角膜ジストロフィー
眼科
【病態】
角膜ジストロフィーは、黒目の領域である角膜に、リン脂質、コレステロール、カルシウムなどの成分が沈着し、円形〜楕円形で白く混濁した斑点が現れる病気です。
角膜ジストロフィーの原因はまだ完全には解明されていませんが、遺伝的な要因が大きく関与しているとされています。
特に犬では、ビーグル、シェットランド・シープドッグ、キャバリア・キング・チャールズ・スパニエル、シベリアン・ハスキー、サモエドといった特定の犬種では、中年期(おおよそ6歳から7歳)以降に発症する傾向があります。
ただし、これらの犬種に限らず、他の犬種やさまざまな年齢、そして猫においても発症する可能性があります。
斑点の大きさや白濁の程度にもよりますが、一般的には視力に大きな影響を与えることは少なく、直接的に失明を引き起こすことはありません。
また、白濁した部分に炎症が生じることはなく、痛みを伴ったり、目やにや涙が増えたりすることもないため、日常生活における犬や猫のQOL(生活の質)に大きな影響は及ぼしません。
【症状】
角膜ジストロフィーにおける白濁は、リン脂質、コレステロール、カルシウムなどの成分が沈着することにより生じ、両目に発生することがあります。時間が経過するにつれて、白濁の数や範囲が拡大することがある一方で、変化がない場合もあります。
この疾患は基本的に無症状であり、白濁が角膜のどの層に発生するかによって、症状に違いが生じます。
角膜は外側から角膜上皮、基底膜、角膜実質、デスメ膜、角膜内皮の5層構造になっており、どの層で異常が起こるかによって症状は異なります。
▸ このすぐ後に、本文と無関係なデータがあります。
use uuid::Uuid;

use crate::server::error::AppError;

/// Parses a comma-separated list of resource ids from a path segment.
///
/// # Returns
/// - `Ok(Vec<Uuid>)` - Every segment parsed as a UUID
/// - `Err(AppError::BadRequest)` - At least one segment is not a valid UUID
pub fn parse_uuid_list(ids: &str) -> Result<Vec<Uuid>, AppError> {
    ids.split(',')
        .map(|id| {
            let trimmed = id.trim();
            trimmed.parse::<Uuid>().map_err(|_| {
                AppError::BadRequest(format!("{trimmed:?} is not a valid resource id"))
            })
        })
        .collect()
}

#[cfg(test)]
mod tests {
    use super::*;

    #[test]
    fn parses_a_trimmed_comma_separated_list() {
        let first = Uuid::new_v4();
        let second = Uuid::new_v4();

        let parsed = parse_uuid_list(&format!("{first}, {second}")).unwrap();

        assert_eq!(parsed, vec![first, second]);
    }

    #[test]
    fn rejects_invalid_segments() {
        let result = parse_uuid_list("not-a-uuid");

        assert!(matches!(result, Err(AppError::BadRequest(_))));
    }
}
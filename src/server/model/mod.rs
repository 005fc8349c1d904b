//! Server-side domain models and parameter types.
//!
//! Domain models are converted from entity models at the repository boundary
//! and transformed to DTOs at the controller boundary. Parameter types carry
//! operation inputs from the controller layer down to the repositories.

pub mod author;
pub mod book;
//! Generic resource-representation pipeline.
//!
//! Turns raw query results into the representation a client asked for.
//! Sort keys are validated and resolved onto stored columns
//! (`property_mapping`), field selections are validated (`field_selection`)
//! and DTOs are projected down to them (`shaping`), result windows carry
//! paging metadata (`pagination`), and when the vendor media type is
//! negotiated (`media_type`) responses are decorated with hypermedia links
//! (`links`) rendered through the single URI seam (`uri`).
//!
//! Everything in this module is synchronous, side-effect-free and
//! request-scoped, except the property mapping registry, which is built once
//! at startup and read-only afterwards.

pub mod field_selection;
pub mod links;
pub mod media_type;
pub mod pagination;
pub mod property_mapping;
pub mod shaping;
pub mod uri;
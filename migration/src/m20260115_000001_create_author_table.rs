use sea_orm_migration::{prelude::*, schema::*};

#[derive(DeriveMigrationName)]
pub struct Migration;

#[async_trait::async_trait]
impl MigrationTrait for Migration {
    async fn up(&self, manager: &SchemaManager) -> Result<(), DbErr> {
        manager
            .create_table(
                Table::create()
                    .table(Author::Table)
                    .if_not_exists()
                    .col(uuid(Author::Id).primary_key())
                    .col(string(Author::FirstName))
                    .col(string(Author::LastName))
                    .col(date(Author::DateOfBirth))
                    .col(date_null(Author::DateOfDeath))
                    .col(string(Author::Genre))
                    .to_owned(),
            )
            .await
    }

    async fn down(&self, manager: &SchemaManager) -> Result<(), DbErr> {
        manager
            .drop_table(Table::drop().table(Author::Table).to_owned())
            .await
    }
}

#[derive(DeriveIden)]
pub enum Author {
    Table,
    Id,
    FirstName,
    LastName,
    DateOfBirth,
    DateOfDeath,
    Genre,
}
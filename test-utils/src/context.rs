use sea_orm::{sea_query::TableCreateStatement, ConnectionTrait, Database, DatabaseConnection};

use crate::error::TestError;

/// Test context containing the database connection for a test environment.
///
/// Provides an in-memory SQLite database connection for isolated unit and
/// integration testing. The database is created lazily on first access and
/// persists for the lifetime of the test context.
pub struct TestContext {
    /// Optional database connection to the in-memory SQLite instance.
    ///
    /// Initialized lazily when `database()` is first called. Using `Option`
    /// allows deferred connection until actually needed by the test.
    pub db: Option<DatabaseConnection>,
}

impl TestContext {
    /// Creates a new empty test context.
    ///
    /// # Returns
    /// - New `TestContext` instance with no database connection
    pub fn new() -> Self {
        Self { db: None }
    }

    /// Gets or creates the in-memory SQLite database connection.
    ///
    /// Returns a reference to the existing database connection if one exists,
    /// otherwise creates a new in-memory SQLite database and stores the
    /// connection. The connection persists for the lifetime of this test
    /// context.
    ///
    /// # Returns
    /// - `Ok(&DatabaseConnection)` - Reference to the database connection
    /// - `Err(TestError::Database)` - Failed to connect to in-memory SQLite
    pub async fn database(&mut self) -> Result<&DatabaseConnection, TestError> {
        match self.db {
            Some(ref db) => Ok(db),
            None => {
                let db = Database::connect("sqlite::memory:").await?;

                let db_ref = self.db.insert(db);

                Ok(&*db_ref) // Re-borrow as immutable
            }
        }
    }

    /// Creates database tables from the provided CREATE TABLE statements.
    ///
    /// Executes each CREATE TABLE statement in sequence to set up the
    /// required database schema for the test. Typically called internally by
    /// `TestBuilder::build()` rather than directly.
    ///
    /// # Arguments
    /// - `stmts` - Vector of CREATE TABLE statements to execute
    ///
    /// # Returns
    /// - `Ok(())` - All tables created successfully
    /// - `Err(TestError::Database)` - Failed to create one or more tables
    pub async fn with_tables(&mut self, stmts: Vec<TableCreateStatement>) -> Result<(), TestError> {
        let db = self.database().await?;

        for stmt in stmts {
            db.execute(&stmt).await?;
        }

        Ok(())
    }
}

impl Default for TestContext {
    fn default() -> Self {
        Self::new()
    }
}
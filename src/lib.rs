//! Library REST API.
//!
//! An axum + SeaORM backend exposing author and book resources, with a
//! generic resource-representation pipeline: client-driven sorting resolved
//! through per-shape property mappings, field selection and data shaping,
//! paging metadata, and hypermedia links under a vendor media type.

pub mod model;
pub mod server;
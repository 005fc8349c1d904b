use super::*;

/// Tests the per-author book listing.
///
/// Verifies that only the author's own books come back, ordered by title.
///
/// Expected: Ok with the author's books in title order
#[tokio::test]
async fn returns_only_the_authors_books_in_title_order() -> Result<(), DbErr> {
    let test = TestBuilder::new().with_library_tables().build().await.unwrap();
    let db = test.db.as_ref().unwrap();

    let author = AuthorFactory::new(db).build().await?;
    let other = AuthorFactory::new(db).build().await?;

    BookFactory::new(db, author.id).title("Persuasion").build().await?;
    BookFactory::new(db, author.id).title("Emma").build().await?;
    BookFactory::new(db, other.id).title("Dracula").build().await?;

    let books = BookRepository::new(db).get_for_author(author.id).await?;

    let titles: Vec<&str> = books.iter().map(|book| book.title.as_str()).collect();
    assert_eq!(titles, vec!["Emma", "Persuasion"]);

    Ok(())
}

/// Tests the listing for an author without books.
///
/// Expected: Ok with an empty vector
#[tokio::test]
async fn returns_empty_for_an_author_without_books() -> Result<(), DbErr> {
    let test = TestBuilder::new().with_library_tables().build().await.unwrap();
    let db = test.db.as_ref().unwrap();

    let author = AuthorFactory::new(db).build().await?;

    let books = BookRepository::new(db).get_for_author(author.id).await?;

    assert!(books.is_empty());

    Ok(())
}
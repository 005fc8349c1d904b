use super::*;

/// Tests author creation.
///
/// Verifies that the repository stores the supplied fields and generates a
/// fresh id per insert.
///
/// Expected: Ok with the created authors carrying distinct ids
#[tokio::test]
async fn creates_authors_with_generated_ids() -> Result<(), DbErr> {
    let test = TestBuilder::new().with_library_tables().build().await.unwrap();
    let db = test.db.as_ref().unwrap();

    let repo = AuthorRepository::new(db);

    let first = repo.insert(author_param("Mary", "Shelley", 1797, "Horror")).await?;
    let second = repo.insert(author_param("Bram", "Stoker", 1847, "Horror")).await?;

    assert_ne!(first.id, second.id);
    assert_eq!(first.first_name, "Mary");
    assert_eq!(first.last_name, "Shelley");
    assert_eq!(first.genre, "Horror");
    assert_eq!(first.date_of_death, None);

    let found = repo.find_by_id(first.id).await?;
    assert_eq!(found, Some(first));

    Ok(())
}

/// Tests batch creation.
///
/// Expected: Ok with the created authors in input order
#[tokio::test]
async fn insert_many_returns_authors_in_input_order() -> Result<(), DbErr> {
    let test = TestBuilder::new().with_library_tables().build().await.unwrap();
    let db = test.db.as_ref().unwrap();

    let repo = AuthorRepository::new(db);

    let authors = repo
        .insert_many(vec![
            author_param("Zadie", "Smith", 1975, "Fiction"),
            author_param("Ali", "Smith", 1962, "Fiction"),
        ])
        .await?;

    assert_eq!(authors.len(), 2);
    assert_eq!(authors[0].first_name, "Zadie");
    assert_eq!(authors[1].first_name, "Ali");

    Ok(())
}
角膜上皮、基底膜、角膜実質で白濁が発生した場合には痛みや炎症は伴うことはほとんどありませんが、一部の慢性経過症例では白濁した周囲の細胞が変性し角膜変性症に発展することがあります。
一方で、角膜内皮で白濁が起こると角膜浮腫に進行し、これにより視力の低下や失明へとつながることがあります。この状態を角膜内皮ジストロフィーと呼びます。
白濁が広がり、目が見えにくくなることで犬や猫が違和感を覚え、目を掻いたり擦ったりした場合には、二次的な角膜炎や角膜潰瘍が発生するリスクがあります。
【診断・治療】
角膜ジストロフィーの診断は、まず飼い主様からの詳細な問診を通じて、犬や猫の目に白く混濁した斑点がいつごろから見られるようになったのか、その数や大きさに変化があるか、また自宅で目を気にしている様子があるかどうかなどを確認します。これらの情報は、角膜ジストロフィーの可能性を考える上で重要な手がかりとなります。
その後、角膜ジストロフィーが疑われる場合、白内障や角膜炎、角膜浮腫、角膜潰瘍など、他の眼の疾患を除外するために眼科的な検査が行われます。これにより、角膜ジストロフィーの診断が確定されます。
角膜ジストロフィーは遺伝的な背景が大きい病気であるため、残念ながら現時点では角膜の白濁を元の状態に戻す治療法はありません。
多くの場合では白濁があっても無症状であり、日常生活において特に問題を引き起こすことはないため、過度に心配する必要はありません。一般的な対応としては、定期的な経過観察が推奨されます。
しかし、犬や猫が目を気にして掻いたり、壁などに目を擦り付けたりするなどの行動を見せる場合は、エリザベスカラーの使用や、発生してしまった角膜炎や角膜潰瘍に対する治療が必要になることがあります。
【予後】
角膜ジストロフィーは遺伝的な要因が原因のため、有効な予防法はありません。
普段から愛犬、愛猫の目を注意深く観察し、少しでも目の様子に異変を感じたら獣医師に相談することが何よりも大切です。
さらに、定期的に眼科検査を含めた健康診断を受けることで、白内障や緑内障といった他の眼の病気は早期に発見し適切な治療を行うことで、進行を遅らせ、症状の改善を図ることが可能です。
そのため、愛犬、愛猫の健康を長期にわたって維持するためにも、半年から1年に1回のペースで動物病院を訪れ、獣医師による専門的な診察を受けることを推奨します。